→ **Assigned task**
The entire listing below is to be transcribed without a single slip.
Data listing START
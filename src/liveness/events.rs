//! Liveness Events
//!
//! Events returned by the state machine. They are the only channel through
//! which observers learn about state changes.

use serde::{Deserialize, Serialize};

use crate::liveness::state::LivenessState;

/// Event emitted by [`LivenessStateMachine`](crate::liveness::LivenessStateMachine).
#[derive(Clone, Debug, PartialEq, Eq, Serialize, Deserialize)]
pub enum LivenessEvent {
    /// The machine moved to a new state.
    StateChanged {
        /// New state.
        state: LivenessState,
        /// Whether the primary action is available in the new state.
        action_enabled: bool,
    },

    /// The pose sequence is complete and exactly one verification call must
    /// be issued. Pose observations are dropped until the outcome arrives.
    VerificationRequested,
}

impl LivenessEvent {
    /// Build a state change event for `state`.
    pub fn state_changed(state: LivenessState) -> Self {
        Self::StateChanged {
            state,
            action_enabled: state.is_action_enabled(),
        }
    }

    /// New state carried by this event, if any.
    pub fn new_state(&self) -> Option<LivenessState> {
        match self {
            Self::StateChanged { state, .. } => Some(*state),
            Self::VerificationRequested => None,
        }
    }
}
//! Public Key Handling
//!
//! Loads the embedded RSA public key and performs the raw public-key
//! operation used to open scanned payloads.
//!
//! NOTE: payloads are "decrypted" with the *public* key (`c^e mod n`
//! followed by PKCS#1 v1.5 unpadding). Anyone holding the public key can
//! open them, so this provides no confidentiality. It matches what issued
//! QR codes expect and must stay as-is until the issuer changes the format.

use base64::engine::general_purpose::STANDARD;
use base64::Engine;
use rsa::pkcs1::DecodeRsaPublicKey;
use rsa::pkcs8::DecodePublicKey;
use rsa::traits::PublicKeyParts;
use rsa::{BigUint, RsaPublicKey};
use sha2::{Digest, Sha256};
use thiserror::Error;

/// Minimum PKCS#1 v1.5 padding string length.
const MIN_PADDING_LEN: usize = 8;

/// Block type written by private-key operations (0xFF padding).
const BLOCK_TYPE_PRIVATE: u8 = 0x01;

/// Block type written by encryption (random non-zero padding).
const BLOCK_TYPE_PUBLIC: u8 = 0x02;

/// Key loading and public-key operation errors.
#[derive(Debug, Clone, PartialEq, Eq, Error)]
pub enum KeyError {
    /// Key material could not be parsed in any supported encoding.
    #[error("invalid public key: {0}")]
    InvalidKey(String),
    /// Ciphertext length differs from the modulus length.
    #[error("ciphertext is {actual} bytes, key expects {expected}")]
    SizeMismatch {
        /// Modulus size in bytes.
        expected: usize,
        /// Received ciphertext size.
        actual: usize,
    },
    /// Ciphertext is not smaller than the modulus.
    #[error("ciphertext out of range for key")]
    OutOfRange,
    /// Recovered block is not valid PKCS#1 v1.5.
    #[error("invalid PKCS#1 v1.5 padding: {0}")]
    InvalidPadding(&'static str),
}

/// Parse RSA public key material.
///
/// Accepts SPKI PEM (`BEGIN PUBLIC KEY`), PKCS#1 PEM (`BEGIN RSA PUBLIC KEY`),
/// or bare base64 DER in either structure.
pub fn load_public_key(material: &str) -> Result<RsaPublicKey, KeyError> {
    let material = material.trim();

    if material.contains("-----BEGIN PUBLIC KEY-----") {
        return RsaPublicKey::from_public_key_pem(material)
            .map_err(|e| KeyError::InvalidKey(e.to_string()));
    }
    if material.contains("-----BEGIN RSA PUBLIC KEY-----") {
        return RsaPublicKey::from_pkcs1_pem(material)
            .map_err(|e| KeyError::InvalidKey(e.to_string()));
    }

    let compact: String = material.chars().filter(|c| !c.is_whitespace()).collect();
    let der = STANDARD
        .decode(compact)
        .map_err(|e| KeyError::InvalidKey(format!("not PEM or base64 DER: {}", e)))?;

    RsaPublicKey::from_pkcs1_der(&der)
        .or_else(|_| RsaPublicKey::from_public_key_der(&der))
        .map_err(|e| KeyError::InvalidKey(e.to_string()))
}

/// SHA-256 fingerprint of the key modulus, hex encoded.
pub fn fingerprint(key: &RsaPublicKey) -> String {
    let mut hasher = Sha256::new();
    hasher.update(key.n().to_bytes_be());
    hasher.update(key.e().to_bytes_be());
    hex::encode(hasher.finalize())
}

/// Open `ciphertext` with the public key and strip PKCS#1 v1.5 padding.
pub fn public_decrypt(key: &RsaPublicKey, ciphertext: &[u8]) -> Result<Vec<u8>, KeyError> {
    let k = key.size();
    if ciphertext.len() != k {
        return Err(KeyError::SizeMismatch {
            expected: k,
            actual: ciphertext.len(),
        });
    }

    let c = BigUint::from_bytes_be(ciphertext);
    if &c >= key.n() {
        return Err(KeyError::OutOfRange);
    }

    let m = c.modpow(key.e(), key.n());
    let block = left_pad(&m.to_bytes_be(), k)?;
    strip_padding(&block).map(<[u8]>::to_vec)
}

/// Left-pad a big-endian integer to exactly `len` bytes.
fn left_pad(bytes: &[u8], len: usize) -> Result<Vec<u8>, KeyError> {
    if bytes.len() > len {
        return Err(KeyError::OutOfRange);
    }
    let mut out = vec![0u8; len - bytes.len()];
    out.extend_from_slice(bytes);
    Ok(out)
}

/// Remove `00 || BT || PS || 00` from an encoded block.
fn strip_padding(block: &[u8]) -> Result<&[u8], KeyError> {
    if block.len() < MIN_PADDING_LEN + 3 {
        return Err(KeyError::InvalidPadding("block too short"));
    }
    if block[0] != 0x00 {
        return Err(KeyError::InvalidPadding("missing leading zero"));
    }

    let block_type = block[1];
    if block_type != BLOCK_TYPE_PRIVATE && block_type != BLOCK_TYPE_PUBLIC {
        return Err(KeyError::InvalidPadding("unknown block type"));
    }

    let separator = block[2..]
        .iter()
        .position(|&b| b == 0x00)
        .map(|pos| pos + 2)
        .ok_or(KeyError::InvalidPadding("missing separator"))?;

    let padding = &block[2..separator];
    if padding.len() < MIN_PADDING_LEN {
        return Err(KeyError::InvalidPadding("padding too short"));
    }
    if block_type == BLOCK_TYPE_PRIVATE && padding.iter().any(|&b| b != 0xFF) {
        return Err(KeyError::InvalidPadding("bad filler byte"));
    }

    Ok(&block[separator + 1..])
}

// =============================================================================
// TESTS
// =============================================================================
Data listing END
→ **Your response**
filename src/liveness/events.rs
//! Liveness Events
//!
//! Events returned by the state machine. They are the only channel through
//! which observers learn about state changes.

use serde::{Deserialize, Serialize};

use crate::liveness::state::LivenessState;

/// Event emitted by [`LivenessStateMachine`](crate::liveness::LivenessStateMachine).
#[derive(Clone, Debug, PartialEq, Eq, Serialize, Deserialize)]
pub enum LivenessEvent {
    /// The machine moved to a new state.
    StateChanged {
        /// New state.
        state: LivenessState,
        /// Whether the primary action is available in the new state.
        action_enabled: bool,
    },

    /// The pose sequence is complete and exactly one verification call must
    /// be issued. Pose observations are dropped until the outcome arrives.
    VerificationRequested,
}

impl LivenessEvent {
    /// Build a state change event for `state`.
    pub fn state_changed(state: LivenessState) -> Self {
        Self::StateChanged {
            state,
            action_enabled: state.is_action_enabled(),
        }
    }

    /// New state carried by this event, if any.
    pub fn new_state(&self) -> Option<LivenessState> {
        match self {
            Self::StateChanged { state, .. } => Some(*state),
            Self::VerificationRequested => None,
        }
    }
}
//! Public Key Handling
//!
//! Loads the embedded RSA public key and performs the raw public-key
//! operation used to open scanned payloads.
//!
//! NOTE: payloads are "decrypted" with the *public* key (`c^e mod n`
//! followed by PKCS#1 v1.5 unpadding). Anyone holding the public key can
//! open them, so this provides no confidentiality. It matches what issued
//! QR codes expect and must stay as-is until the issuer changes the format.

use base64::engine::general_purpose::STANDARD;
use base64::Engine;
use rsa::pkcs1::DecodeRsaPublicKey;
use rsa::pkcs8::DecodePublicKey;
use rsa::traits::PublicKeyParts;
use rsa::{BigUint, RsaPublicKey};
use sha2::{Digest, Sha256};
use thiserror::Error;

/// Minimum PKCS#1 v1.5 padding string length.
const MIN_PADDING_LEN: usize = 8;

/// Block type written by private-key operations (0xFF padding).
const BLOCK_TYPE_PRIVATE: u8 = 0x01;

/// Block type written by encryption (random non-zero padding).
const BLOCK_TYPE_PUBLIC: u8 = 0x02;

/// Key loading and public-key operation errors.
#[derive(Debug, Clone, PartialEq, Eq, Error)]
pub enum KeyError {
    /// Key material could not be parsed in any supported encoding.
    #[error("invalid public key: {0}")]
    InvalidKey(String),
    /// Ciphertext length differs from the modulus length.
    #[error("ciphertext is {actual} bytes, key expects {expected}")]
    SizeMismatch {
        /// Modulus size in bytes.
        expected: usize,
        /// Received ciphertext size.
        actual: usize,
    },
    /// Ciphertext is not smaller than the modulus.
    #[error("ciphertext out of range for key")]
    OutOfRange,
    /// Recovered block is not valid PKCS#1 v1.5.
    #[error("invalid PKCS#1 v1.5 padding: {0}")]
    InvalidPadding(&'static str),
}

/// Parse RSA public key material.
///
/// Accepts SPKI PEM (`BEGIN PUBLIC KEY`), PKCS#1 PEM (`BEGIN RSA PUBLIC KEY`),
/// or bare base64 DER in either structure.
pub fn load_public_key(material: &str) -> Result<RsaPublicKey, KeyError> {
    let material = material.trim();

    if material.contains("-----BEGIN PUBLIC KEY-----") {
        return RsaPublicKey::from_public_key_pem(material)
            .map_err(|e| KeyError::InvalidKey(e.to_string()));
    }
    if material.contains("-----BEGIN RSA PUBLIC KEY-----") {
        return RsaPublicKey::from_pkcs1_pem(material)
            .map_err(|e| KeyError::InvalidKey(e.to_string()));
    }

    let compact: String = material.chars().filter(|c| !c.is_whitespace()).collect();
    let der = STANDARD
        .decode(compact)
        .map_err(|e| KeyError::InvalidKey(format!("not PEM or base64 DER: {}", e)))?;

    RsaPublicKey::from_pkcs1_der(&der)
        .or_else(|_| RsaPublicKey::from_public_key_der(&der))
        .map_err(|e| KeyError::InvalidKey(e.to_string()))
}

/// SHA-256 fingerprint of the key modulus, hex encoded.
pub fn fingerprint(key: &RsaPublicKey) -> String {
    let mut hasher = Sha256::new();
    hasher.update(key.n().to_bytes_be());
    hasher.update(key.e().to_bytes_be());
    hex::encode(hasher.finalize())
}

/// Open `ciphertext` with the public key and strip PKCS#1 v1.5 padding.
pub fn public_decrypt(key: &RsaPublicKey, ciphertext: &[u8]) -> Result<Vec<u8>, KeyError> {
    let k = key.size();
    if ciphertext.len() != k {
        return Err(KeyError::SizeMismatch {
            expected: k,
            actual: ciphertext.len(),
        });
    }

    let c = BigUint::from_bytes_be(ciphertext);
    if &c >= key.n() {
        return Err(KeyError::OutOfRange);
    }

    let m = c.modpow(key.e(), key.n());
    let block = left_pad(&m.to_bytes_be(), k)?;
    strip_padding(&block).map(<[u8]>::to_vec)
}

/// Left-pad a big-endian integer to exactly `len` bytes.
fn left_pad(bytes: &[u8], len: usize) -> Result<Vec<u8>, KeyError> {
    if bytes.len() > len {
        return Err(KeyError::OutOfRange);
    }
    let mut out = vec![0u8; len - bytes.len()];
    out.extend_from_slice(bytes);
    Ok(out)
}

/// Remove `00 || BT || PS || 00` from an encoded block.
fn strip_padding(block: &[u8]) -> Result<&[u8], KeyError> {
    if block.len() < MIN_PADDING_LEN + 3 {
        return Err(KeyError::InvalidPadding("block too short"));
    }
    if block[0] != 0x00 {
        return Err(KeyError::InvalidPadding("missing leading zero"));
    }

    let block_type = block[1];
    if block_type != BLOCK_TYPE_PRIVATE && block_type != BLOCK_TYPE_PUBLIC {
        return Err(KeyError::InvalidPadding("unknown block type"));
    }

    let separator = block[2..]
        .iter()
        .position(|&b| b == 0x00)
        .map(|pos| pos + 2)
        .ok_or(KeyError::InvalidPadding("missing separator"))?;

    let padding = &block[2..separator];
    if padding.len() < MIN_PADDING_LEN {
        return Err(KeyError::InvalidPadding("padding too short"));
    }
    if block_type == BLOCK_TYPE_PRIVATE && padding.iter().any(|&b| b != 0xFF) {
        return Err(KeyError::InvalidPadding("bad filler byte"));
    }

    Ok(&block[separator + 1..])
}

// =============================================================================
// TESTS
// =============================================================================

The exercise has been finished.